Yes, the cap seems obvious now....
The "diodes" might be back to back zeners in series as well 8) Did not have fixed 0.7v in my mind.
Quote from: Vivek on September 23, 2021, 12:47:27 AM
Which stage(s) clip inside the LM386 ?
In which order do they clip ?
Do we lose the LM386ness of the Opamp if we add external diodes (ie it becomes equivalent to any other Opamp if external diodes control the clipping)
The idea would be to add some soft clipping with some resistance in series in order to have the chip itself still clipping. The treshold of "the diodes" shoudl be not much lower than the clipping of the chip itself.
Quote from: antonis on September 22, 2021, 04:22:50 PM
By maintainig gain cap between pin 1 and 8 or not..?? :icon_wink:
Interesting. You mean higher gain is less feedback and softer onset?
Please check this logic and inform me if there is an error :
Lm386 clips due to rail saturation
Which depends upon the rail voltage
Hence, to soften down the clipping, we will need external clipping diodes that are referenced to Vcc.
If I remember, Rob S. has posted a schematic of clipping level referenced to rail.
Maybe bootstrapping supply rails could result into softer "onset" clipping..
Like Merlin's glassblower? It seems like it might be possible to try that without too much trouble.
http://www.valvewizard.co.uk/glassblower.html
Never knew blowing the glass ceiling might result in softer onset of clipping.

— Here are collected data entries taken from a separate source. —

use std::{net::SocketAddr, time::Duration};

use crate::error::ProxyError;

pub const DEFAULT_MOUNT_PREFIX: &str = "/.netlify/functions/whatsapp-proxy";
const DEFAULT_TIMEOUT_MS: u64 = 15_000;
const DEFAULT_ADDR: &str = "0.0.0.0:8888";

// Checked in order; the first non-empty value wins.
const BASE_URL_VARS: [&str; 3] = ["BOT_BASE_URL", "WHATSAPP_BOT_URL", "WHATSAPP_BOT_BASE_URL"];

#[derive(Clone, Debug)]
pub struct ProxyConfig {
    /// Bot private API root. `None` makes every forwarded request fail with 500.
    pub base_url: Option<String>,
    pub mount_prefix: String,
    pub upstream_timeout: Duration,
    pub listen_addr: SocketAddr,
}

impl ProxyConfig {
    pub fn from_env() -> Result<Self, ProxyError> {
        match dotenvy::dotenv() {
            Ok(_) => {}
            Err(e) if e.not_found() => {}
            Err(e) => return Err(ProxyError::Config(format!(".env: {e}"))),
        }
        Self::from_lookup(|k| std::env::var(k).ok())
    }

    pub fn from_lookup(lookup: impl Fn(&str) -> Option<String>) -> Result<Self, ProxyError> {
        let get = |k: &str| lookup(k).map(|v| v.trim().to_string()).filter(|v| !v.is_empty());

        let base_url = BASE_URL_VARS.iter().find_map(|k| get(k));

        let mount_prefix = get("PROXY_MOUNT_PREFIX")
            .unwrap_or_else(|| DEFAULT_MOUNT_PREFIX.to_string())
            .trim_end_matches('/')
            .to_string();

        let timeout_ms = match get("PROXY_UPSTREAM_TIMEOUT_MS") {
            Some(raw) => raw
                .parse::<u64>()
                .map_err(|_| ProxyError::Config(format!("PROXY_UPSTREAM_TIMEOUT_MS must be a number, got {raw:?}")))?,
            None => DEFAULT_TIMEOUT_MS,
        };

        let addr_raw = get("PROXY_ADDR").unwrap_or_else(|| DEFAULT_ADDR.to_string());
        let listen_addr = addr_raw
            .parse()
            .map_err(|_| ProxyError::Config(format!("PROXY_ADDR is not a socket address: {addr_raw:?}")))?;

        Ok(Self {
            base_url,
            mount_prefix,
            upstream_timeout: Duration::from_millis(timeout_ms),
            listen_addr,
        })
    }

    /// Upstream path for an incoming request path: mount prefix stripped, never empty.
    pub fn upstream_path<'a>(&self, path: &'a str) -> &'a str {
        let stripped = if self.mount_prefix.is_empty() {
            path
        } else {
            path.strip_prefix(self.mount_prefix.as_str()).unwrap_or(path)
        };
        if stripped.is_empty() {
            "/"
        } else {
            stripped
        }
    }
}

#[cfg(test)]
mod tests {
    use super::*;
    use std::collections::HashMap;

    fn cfg(vars: &[(&str, &str)]) -> Result<ProxyConfig, ProxyError> {
        let map: HashMap<String, String> = vars.iter().map(|(k, v)| (k.to_string(), v.to_string())).collect();
        ProxyConfig::from_lookup(|k| map.get(k).cloned())
    }

    #[test]
    fn base_url_falls_back_through_aliases() {
        assert_eq!(cfg(&[]).unwrap().base_url, None);
        assert_eq!(
            cfg(&[("WHATSAPP_BOT_BASE_URL", "http://c"), ("WHATSAPP_BOT_URL", "http://b")])
                .unwrap()
                .base_url
                .as_deref(),
            Some("http://b")
        );
        assert_eq!(
            cfg(&[("BOT_BASE_URL", "http://a"), ("WHATSAPP_BOT_URL", "http://b")])
                .unwrap()
                .base_url
                .as_deref(),
            Some("http://a")
        );
        assert_eq!(
            cfg(&[("BOT_BASE_URL", "  "), ("WHATSAPP_BOT_URL", "http://b")])
                .unwrap()
                .base_url
                .as_deref(),
            Some("http://b")
        );
    }

    #[test]
    fn defaults() {
        let c = cfg(&[]).unwrap();
        assert_eq!(c.mount_prefix, DEFAULT_MOUNT_PREFIX);
        assert_eq!(c.upstream_timeout, Duration::from_millis(15_000));
        assert_eq!(c.listen_addr.port(), 8888);
    }

    #[test]
    fn invalid_timeout_is_rejected() {
        assert!(matches!(
            cfg(&[("PROXY_UPSTREAM_TIMEOUT_MS", "soon")]),
            Err(ProxyError::Config(_))
        ));
    }

    #[test]
    fn strips_mount_prefix() {
        let c = cfg(&[]).unwrap();
        assert_eq!(c.upstream_path("/.netlify/functions/whatsapp-proxy/status"), "/status");
        assert_eq!(c.upstream_path("/.netlify/functions/whatsapp-proxy"), "/");
        assert_eq!(c.upstream_path("/handoff"), "/handoff");
        assert_eq!(c.upstream_path(""), "/");
    }
}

Can anyone explain? Is it about the base-emitter connection?
Fact: a 386 based amp draws some nice variable current that can be used to create power sag.
I don't know enough about bootstrapping to explain how it might work, but my understanding is it is a form of positive feedback. Since negative feedback reduces distortion and tends to make the transition to clipping faster, maybe bootstrapping would have an opposite effect.

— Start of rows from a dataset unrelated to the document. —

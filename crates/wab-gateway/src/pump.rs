//! Background task that long-polls the gateway and feeds `ClientEvent`s to the bot.

use std::time::Duration;

use tokio::sync::mpsc;
use tokio::task::JoinHandle;
use tokio::time::sleep;
use tokio_util::sync::CancellationToken;

use wab_core::messaging::client::ClientEvent;

use crate::GatewayClient;

const POLL_WAIT: Duration = Duration::from_secs(25);
const MIN_BACKOFF: Duration = Duration::from_secs(1);
const MAX_BACKOFF: Duration = Duration::from_secs(30);

pub struct EventPump {
    client: GatewayClient,
    events: mpsc::Sender<ClientEvent>,
    poll_wait: Duration,
}

impl EventPump {
    pub fn new(client: GatewayClient, events: mpsc::Sender<ClientEvent>) -> Self {
        Self {
            client,
            events,
            poll_wait: POLL_WAIT,
        }
    }

    pub fn with_poll_wait(mut self, wait: Duration) -> Self {
        self.poll_wait = wait;
        self
    }

    pub fn spawn(self, cancel: CancellationToken) -> JoinHandle<()> {
        tokio::spawn(self.run(cancel))
    }

    /// Poll until cancelled or until the bot drops its receiver.
    ///
    /// Events are forwarded in gateway order; the cursor only advances after a
    /// page has been fully delivered.
    pub async fn run(self, cancel: CancellationToken) {
        let mut cursor = 0u64;
        let mut backoff = MIN_BACKOFF;

        loop {
            let batch = tokio::select! {
                _ = cancel.cancelled() => break,
                res = self.client.poll_events(cursor, self.poll_wait) => res,
            };

            let batch = match batch {
                Ok(b) => {
                    backoff = MIN_BACKOFF;
                    b
                }
                Err(e) => {
                    tracing::warn!(error = %e, retry_in_ms = backoff.as_millis() as u64, "gateway event poll failed");
                    tokio::select! {
                        _ = cancel.cancelled() => break,
                        _ = sleep(backoff) => {}
                    }
                    backoff = (backoff * 2).min(MAX_BACKOFF);
                    continue;
                }
            };

            for ev in batch.events {
                let Some(ev) = ev.into_client_event() else {
                    continue;
                };
                if self.events.send(ev).await.is_err() {
                    tracing::debug!("event receiver dropped; pump stopping");
                    return;
                }
            }
            cursor = batch.cursor.max(cursor);
        }
        tracing::debug!("gateway event pump stopped");
    }
}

Some chip amps you can overlay an opamp style Rf/Rin gain network. Not sure about a blocking cap - the 386 inputs are ground referenced - it would probably be needed from output pin5.
Quote from: r080 on September 23, 2021, 03:16:58 PM
I don't know enough about bootstrapping to explain how it might work..
(https://i.imgur.com/IUbYqVX.png)
From Douglas Self (as usual.. :icon_redface:) Small Signal Audio Design
FYI, something that occurred to me about putting diodes in the feedback loop is the feedback loop could go unstable. Fixed gain amplifiers are often only stable with that gain. Most opamps people use are unity gain stable. When you add clipping diodes the gain drops significantly during clipping that could cause the LM386 to oscillate. For the LM386 it might be possible to add a feedback cap to help stabilize it under clipping.
If you see oscillation issues then try pulling the clipping diodes.
Why not just limit the input signal?
Quote from: teemuk on September 23, 2021, 10:58:47 PM
Why not just limit the input signal?
Tricky one. I do see the 386 as main clipper. Sounds best with full gain. Any clipping in front around onset of 386 would need very low treshold.
You can always attenuate the (clipping) limited signal to chip's input range.
This might workout for a softening idea.
The LM386 as two gain settings high (x200) and low (x20). High gain bridges pins 1 and 8.
So what if you configure the amp as high gain but you set-up the clipping network so it soft clips instead of hard clips.
In soft clipping to gain limits at the LM386 low gain setting (x20). That means it's still within spec as far as stability is concerned.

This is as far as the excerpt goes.